==== AVAILABLE DATA ====
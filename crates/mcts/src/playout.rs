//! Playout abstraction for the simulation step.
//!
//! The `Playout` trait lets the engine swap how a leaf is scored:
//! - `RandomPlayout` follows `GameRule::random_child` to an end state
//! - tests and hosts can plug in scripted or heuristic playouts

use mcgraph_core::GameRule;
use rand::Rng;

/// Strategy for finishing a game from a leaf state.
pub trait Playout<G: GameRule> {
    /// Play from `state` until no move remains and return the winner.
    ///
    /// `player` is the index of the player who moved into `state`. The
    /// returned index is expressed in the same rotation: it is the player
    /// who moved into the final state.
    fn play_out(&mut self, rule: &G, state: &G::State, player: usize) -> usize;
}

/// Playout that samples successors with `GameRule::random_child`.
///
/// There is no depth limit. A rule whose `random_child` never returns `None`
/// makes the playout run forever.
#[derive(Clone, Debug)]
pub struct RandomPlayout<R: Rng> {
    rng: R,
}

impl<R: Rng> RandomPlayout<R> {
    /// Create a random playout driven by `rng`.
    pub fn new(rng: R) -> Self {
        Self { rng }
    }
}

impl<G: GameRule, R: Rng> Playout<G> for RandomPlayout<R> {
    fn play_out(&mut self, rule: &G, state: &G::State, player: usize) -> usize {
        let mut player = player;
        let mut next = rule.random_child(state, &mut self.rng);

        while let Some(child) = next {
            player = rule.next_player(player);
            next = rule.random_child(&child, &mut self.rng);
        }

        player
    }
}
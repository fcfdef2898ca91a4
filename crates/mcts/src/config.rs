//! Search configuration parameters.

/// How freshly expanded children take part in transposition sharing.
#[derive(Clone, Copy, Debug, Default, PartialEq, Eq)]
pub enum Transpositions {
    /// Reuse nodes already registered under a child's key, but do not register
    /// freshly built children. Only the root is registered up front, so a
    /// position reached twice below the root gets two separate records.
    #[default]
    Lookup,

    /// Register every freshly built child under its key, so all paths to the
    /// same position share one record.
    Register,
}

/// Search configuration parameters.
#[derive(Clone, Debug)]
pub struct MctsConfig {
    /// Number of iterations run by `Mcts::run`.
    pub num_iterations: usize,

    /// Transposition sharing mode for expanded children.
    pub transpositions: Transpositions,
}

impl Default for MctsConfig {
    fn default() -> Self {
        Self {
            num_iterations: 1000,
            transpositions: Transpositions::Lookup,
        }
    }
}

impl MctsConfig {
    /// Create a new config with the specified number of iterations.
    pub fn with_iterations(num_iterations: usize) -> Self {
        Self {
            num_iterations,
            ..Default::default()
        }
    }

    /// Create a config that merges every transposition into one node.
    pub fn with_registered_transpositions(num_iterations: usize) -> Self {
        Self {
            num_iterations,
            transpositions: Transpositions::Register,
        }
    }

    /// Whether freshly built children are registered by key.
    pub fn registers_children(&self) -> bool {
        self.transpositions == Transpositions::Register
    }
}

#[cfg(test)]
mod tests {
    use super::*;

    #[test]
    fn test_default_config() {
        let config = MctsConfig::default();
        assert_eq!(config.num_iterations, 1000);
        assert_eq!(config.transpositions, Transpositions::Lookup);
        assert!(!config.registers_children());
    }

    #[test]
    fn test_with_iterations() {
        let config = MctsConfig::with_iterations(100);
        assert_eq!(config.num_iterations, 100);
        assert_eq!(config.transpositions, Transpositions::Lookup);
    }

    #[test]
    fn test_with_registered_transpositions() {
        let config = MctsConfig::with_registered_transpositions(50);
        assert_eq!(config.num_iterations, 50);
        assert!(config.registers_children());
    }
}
====
WORK REQUEST>
The whole listing must be reproduced exactly. Do not skip a line.

TASK ANSWER>
filename crates/mcts/src/playout.rs
//! Playout abstraction for the simulation step.
//!
//! The `Playout` trait lets the engine swap how a leaf is scored:
//! - `RandomPlayout` follows `GameRule::random_child` to an end state
//! - tests and hosts can plug in scripted or heuristic playouts

use mcgraph_core::GameRule;
use rand::Rng;

/// Strategy for finishing a game from a leaf state.
pub trait Playout<G: GameRule> {
    /// Play from `state` until no move remains and return the winner.
    ///
    /// `player` is the index of the player who moved into `state`. The
    /// returned index is expressed in the same rotation: it is the player
    /// who moved into the final state.
    fn play_out(&mut self, rule: &G, state: &G::State, player: usize) -> usize;
}

/// Playout that samples successors with `GameRule::random_child`.
///
/// There is no depth limit. A rule whose `random_child` never returns `None`
/// makes the playout run forever.
#[derive(Clone, Debug)]
pub struct RandomPlayout<R: Rng> {
    rng: R,
}

impl<R: Rng> RandomPlayout<R> {
    /// Create a random playout driven by `rng`.
    pub fn new(rng: R) -> Self {
        Self { rng }
    }
}

impl<G: GameRule, R: Rng> Playout<G> for RandomPlayout<R> {
    fn play_out(&mut self, rule: &G, state: &G::State, player: usize) -> usize {
        let mut player = player;
        let mut next = rule.random_child(state, &mut self.rng);

        while let Some(child) = next {
            player = rule.next_player(player);
            next = rule.random_child(&child, &mut self.rng);
        }

        player
    }
}
repository fcfdef2898ca91a4
filename crates/mcts/src/config.rs
//! Search configuration parameters.

/// How freshly expanded children take part in transposition sharing.
#[derive(Clone, Copy, Debug, Default, PartialEq, Eq)]
pub enum Transpositions {
    /// Reuse nodes already registered under a child's key, but do not register
    /// freshly built children. Only the root is registered up front, so a
    /// position reached twice below the root gets two separate records.
    #[default]
    Lookup,

    /// Register every freshly built child under its key, so all paths to the
    /// same position share one record.
    Register,
}

/// Search configuration parameters.
#[derive(Clone, Debug)]
pub struct MctsConfig {
    /// Number of iterations run by `Mcts::run`.
    pub num_iterations: usize,

    /// Transposition sharing mode for expanded children.
    pub transpositions: Transpositions,
}

impl Default for MctsConfig {
    fn default() -> Self {
        Self {
            num_iterations: 1000,
            transpositions: Transpositions::Lookup,
        }
    }
}

impl MctsConfig {
    /// Create a new config with the specified number of iterations.
    pub fn with_iterations(num_iterations: usize) -> Self {
        Self {
            num_iterations,
            ..Default::default()
        }
    }

    /// Create a config that merges every transposition into one node.
    pub fn with_registered_transpositions(num_iterations: usize) -> Self {
        Self {
            num_iterations,
            transpositions: Transpositions::Register,
        }
    }

    /// Whether freshly built children are registered by key.
    pub fn registers_children(&self) -> bool {
        self.transpositions == Transpositions::Register
    }
}

#[cfg(test)]
mod tests {
    use super::*;

    #[test]
    fn test_default_config() {
        let config = MctsConfig::default();
        assert_eq!(config.num_iterations, 1000);
        assert_eq!(config.transpositions, Transpositions::Lookup);
        assert!(!config.registers_children());
    }

    #[test]
    fn test_with_iterations() {
        let config = MctsConfig::with_iterations(100);
        assert_eq!(config.num_iterations, 100);
        assert_eq!(config.transpositions, Transpositions::Lookup);
    }

    #[test]
    fn test_with_registered_transpositions() {
        let config = MctsConfig::with_registered_transpositions(50);
        assert_eq!(config.num_iterations, 50);
        assert!(config.registers_children());
    }
}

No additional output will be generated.